◆ **Work to be completed**
Your response should contain every line from the data below that holds the string "Invalid".

[Stored data]
▬▬▬▬▬▬▬▬▬▬

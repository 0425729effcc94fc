use crate::{
    auth::{
        auth::AuthUser,
        jwt::{generate_access_token, generate_refresh_token, verify_token},
        password::{hash_password, verify_password},
    },
    config::Config,
    error::is_duplicate_key,
    models::{LoginReqDto, RegisterReq, TokenType, UserSql},
};
use actix_web::{HttpRequest, HttpResponse, Responder, web};
use serde::{Deserialize, Serialize};
use serde_json::json;
use sqlx::MySqlPool;
use tracing::{debug, error, info, instrument};

/// User registration handler. The unique index on `username` settles a
/// racing duplicate registration.
pub async fn register(user: web::Json<RegisterReq>, pool: web::Data<MySqlPool>) -> impl Responder {
    let username = user.username.trim();
    let password = &user.password;

    if username.is_empty() || password.is_empty() {
        return HttpResponse::BadRequest().json(json!({
            "error": "Username and password must not be empty"
        }));
    }

    let hashed = hash_password(password);

    let result = sqlx::query(
        r#"
        INSERT INTO users (username, password, name, email, department, role_id)
        VALUES (?, ?, ?, ?, ?, ?)
        "#,
    )
    .bind(username.to_lowercase())
    .bind(hashed)
    .bind(&user.name)
    .bind(&user.email)
    .bind(&user.department)
    .bind(user.role_id)
    .execute(pool.get_ref())
    .await;

    match result {
        Ok(_) => HttpResponse::Created().json(json!({
            "message": "User registered successfully"
        })),
        Err(e) if is_duplicate_key(&e) => HttpResponse::Conflict().json(json!({
            "error": "Username or email already exists"
        })),
        Err(e) => {
            error!(error = %e, "Failed to register user");
            HttpResponse::InternalServerError().json(json!({
                "error": "Failed to register user"
            }))
        }
    }
}

#[derive(Serialize, Deserialize)]
struct LoginResponse {
    access_token: String,
    refresh_token: String,
}

#[instrument(
    name = "auth_login",
    skip(pool, config, user),
    fields(username = %user.username)
)]
pub async fn login(
    user: web::Json<LoginReqDto>,
    pool: web::Data<MySqlPool>,
    config: web::Data<Config>,
) -> impl Responder {
    info!("Login request received");

    if user.username.trim().is_empty() || user.password.is_empty() {
        info!("Validation failed: empty username or password");
        return HttpResponse::BadRequest().body("Username or password required");
    }

    debug!("Fetching user from database");

    let db_user = match sqlx::query_as::<_, UserSql>(
        r#"
        SELECT id, username, password, role_id
        FROM users
        WHERE username = ? AND status = 'ACTIVE'
        "#,
    )
    .bind(&user.username)
    .fetch_optional(pool.get_ref())
    .await
    {
        Ok(Some(user)) => {
            debug!(user_id = user.id, "User found");
            user
        }
        Ok(None) => {
            info!("Invalid credentials: user not found");
            return HttpResponse::Unauthorized().body("Invalid credentials");
        }
        Err(e) => {
            error!(error = %e, "Database error while fetching user");
            return HttpResponse::InternalServerError().finish();
        }
    };

    debug!("Verifying password");

    if verify_password(&user.password, &db_user.password).is_err() {
        info!("Invalid credentials: password mismatch");
        return HttpResponse::Unauthorized().body("Invalid credentials");
    }

    let access_token = generate_access_token(
        db_user.id,
        db_user.username.clone(),
        db_user.role_id,
        &config.jwt_secret,
        config.access_token_ttl,
    );

    let (refresh_token, refresh_claims) = generate_refresh_token(
        db_user.id,
        db_user.username.clone(),
        db_user.role_id,
        &config.jwt_secret,
        config.refresh_token_ttl,
    );

    debug!(
        user_id = db_user.id,
        jti = %refresh_claims.jti,
        "Storing refresh token"
    );

    if let Err(e) = sqlx::query(
        r#"
        INSERT INTO refresh_tokens (user_id, jti, expires_at)
        VALUES (?, ?, FROM_UNIXTIME(?))
        "#,
    )
    .bind(db_user.id)
    .bind(&refresh_claims.jti)
    .bind(refresh_claims.exp as i64)
    .execute(pool.get_ref())
    .await
    {
        error!(error = %e, "Failed to store refresh token");
        return HttpResponse::InternalServerError().finish();
    }

    // last_login_at is best-effort; a failed stamp never blocks login
    if let Err(e) = sqlx::query("UPDATE users SET last_login_at = NOW() WHERE id = ?")
        .bind(db_user.id)
        .execute(pool.get_ref())
        .await
    {
        error!(error = %e, "Failed to update last_login_at");
    }

    info!("Login successful");

    HttpResponse::Ok().json(LoginResponse {
        access_token,
        refresh_token,
    })
}

/// Identity echo for the authenticated caller.
pub async fn me(auth: AuthUser) -> impl Responder {
    HttpResponse::Ok().json(json!({
        "user_id": auth.user_id,
        "username": auth.username,
        "role_id": auth.role as u8,
    }))
}

#[derive(sqlx::FromRow)]
struct RefreshTokenSql {
    id: u64,
    user_id: u64,
    revoked: bool,
}

pub async fn refresh_token(
    req: HttpRequest,
    pool: web::Data<MySqlPool>,
    config: web::Data<Config>,
) -> impl Responder {
    let header = match req.headers().get("Authorization") {
        Some(h) => h.to_str().unwrap_or(""),
        None => return HttpResponse::Unauthorized().body("No token"),
    };

    let token = match header.strip_prefix("Bearer ") {
        Some(t) => t,
        None => return HttpResponse::Unauthorized().body("Invalid token"),
    };

    let claims = match verify_token(token, &config.jwt_secret) {
        Ok(c) => c,
        Err(_) => return HttpResponse::Unauthorized().finish(),
    };

    if claims.token_type != TokenType::Refresh {
        return HttpResponse::Unauthorized().finish();
    }

    let record = match sqlx::query_as::<_, RefreshTokenSql>(
        "SELECT id, user_id, revoked FROM refresh_tokens WHERE jti = ?",
    )
    .bind(&claims.jti)
    .fetch_optional(pool.get_ref())
    .await
    {
        Ok(r) => r,
        Err(e) => {
            error!(error = %e, "Failed to look up refresh token");
            return HttpResponse::InternalServerError().finish();
        }
    };

    let record = match record {
        Some(r) if !r.revoked => r,
        _ => return HttpResponse::Unauthorized().finish(),
    };

    // rotation: the presented refresh token is spent either way
    if let Err(e) = sqlx::query("UPDATE refresh_tokens SET revoked = TRUE WHERE id = ?")
        .bind(record.id)
        .execute(pool.get_ref())
        .await
    {
        error!(error = %e, "Failed to revoke refresh token");
        return HttpResponse::InternalServerError().finish();
    }

    let (new_refresh_token, new_claims) = generate_refresh_token(
        claims.user_id,
        claims.sub.clone(),
        claims.role,
        &config.jwt_secret,
        config.refresh_token_ttl,
    );

    if let Err(e) = sqlx::query(
        r#"
        INSERT INTO refresh_tokens (user_id, jti, expires_at)
        VALUES (?, ?, FROM_UNIXTIME(?))
        "#,
    )
    .bind(record.user_id)
    .bind(&new_claims.jti)
    .bind(new_claims.exp as i64)
    .execute(pool.get_ref())
    .await
    {
        error!(error = %e, "Failed to store rotated refresh token");
        return HttpResponse::InternalServerError().finish();
    }

    let access_token = generate_access_token(
        claims.user_id,
        claims.sub.clone(),
        claims.role,
        &config.jwt_secret,
        config.access_token_ttl,
    );

    HttpResponse::Ok().json(json!({
        "access_token": access_token,
        "refresh_token": new_refresh_token
    }))
}

pub async fn logout(
    req: HttpRequest,
    pool: web::Data<MySqlPool>,
    config: web::Data<Config>,
) -> impl Responder {
    let header = match req.headers().get("Authorization") {
        Some(h) => h.to_str().unwrap_or(""),
        None => return HttpResponse::NoContent().finish(),
    };

    let token = match header.strip_prefix("Bearer ") {
        Some(t) => t,
        None => return HttpResponse::NoContent().finish(),
    };

    let claims = match verify_token(token, &config.jwt_secret) {
        Ok(c) => c,
        Err(_) => return HttpResponse::NoContent().finish(),
    };

    // only refresh tokens can logout
    if claims.token_type != TokenType::Refresh {
        return HttpResponse::NoContent().finish();
    }

    // revoke is idempotent; success even if the token was never stored
    let _ = sqlx::query("UPDATE refresh_tokens SET revoked = TRUE WHERE jti = ?")
        .bind(&claims.jti)
        .execute(pool.get_ref())
        .await;

    HttpResponse::NoContent().finish()
}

▬▬▬▬▬▬▬▬▬▬

◆ **Task solution**
            info!("Invalid credentials: user not found");
            return HttpResponse::Unauthorized().body("Invalid credentials");
        info!("Invalid credentials: password mismatch");
        return HttpResponse::Unauthorized().body("Invalid credentials");
        None => return HttpResponse::Unauthorized().body("Invalid token"),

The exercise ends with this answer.